Stored data entries:
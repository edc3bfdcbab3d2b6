//! aco-tour - Ant Colony Optimization for closed tours over 2D points
//!
//! A colony of ants repeatedly builds round trips through a fixed set of
//! nodes, choosing each next node by pheromone intensity and inverse
//! distance. After every iteration the pheromone matrix is replaced by an
//! evaporated and reinforced copy, so short edges attract more ants over time.
//!
//! # Module Structure
//!
//! - [`node`] - Immutable points and the text node-list parser
//! - [`tour`] - Closed tours and their lengths
//! - [`pheromone`] - Symmetric pheromone matrix and the update rule
//! - [`ant`] - Per-ant tour construction and roulette-wheel sampling
//! - [`colony`] - Simulator orchestrating construct, select, update, reset
//! - [`batch`] - Fixed-budget runs over several seeded colonies

pub mod ant;
pub mod batch;
pub mod colony;
pub mod node;
pub mod pheromone;
pub mod tour;

pub use ant::{Advance, Ant, AntState, Progress};
pub use batch::{BatchConfig, BatchError, BatchReport, BatchRunner};
pub use colony::{ColonyConfig, ColonyError, ColonySimulator};
pub use node::{parse_nodes, Node, NodeId, NodeParseError};
pub use pheromone::PheromoneMatrix;
pub use tour::Tour;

# Aim of the task:
Every entry above must appear again in the reply, exactly as it stands.

# Response to the exercise:
repository edc3bfdcbab3d2b6
//! aco-tour - Ant Colony Optimization for closed tours over 2D points
//!
//! A colony of ants repeatedly builds round trips through a fixed set of
//! nodes, choosing each next node by pheromone intensity and inverse
//! distance. After every iteration the pheromone matrix is replaced by an
//! evaporated and reinforced copy, so short edges attract more ants over time.
//!
//! # Module Structure
//!
//! - [`node`] - Immutable points and the text node-list parser
//! - [`tour`] - Closed tours and their lengths
//! - [`pheromone`] - Symmetric pheromone matrix and the update rule
//! - [`ant`] - Per-ant tour construction and roulette-wheel sampling
//! - [`colony`] - Simulator orchestrating construct, select, update, reset
//! - [`batch`] - Fixed-budget runs over several seeded colonies

pub mod ant;
pub mod batch;
pub mod colony;
pub mod node;
pub mod pheromone;
pub mod tour;

pub use ant::{Advance, Ant, AntState, Progress};
pub use batch::{BatchConfig, BatchError, BatchReport, BatchRunner};
pub use colony::{ColonyConfig, ColonyError, ColonySimulator};
pub use node::{parse_nodes, Node, NodeId, NodeParseError};
pub use pheromone::PheromoneMatrix;
pub use tour::Tour;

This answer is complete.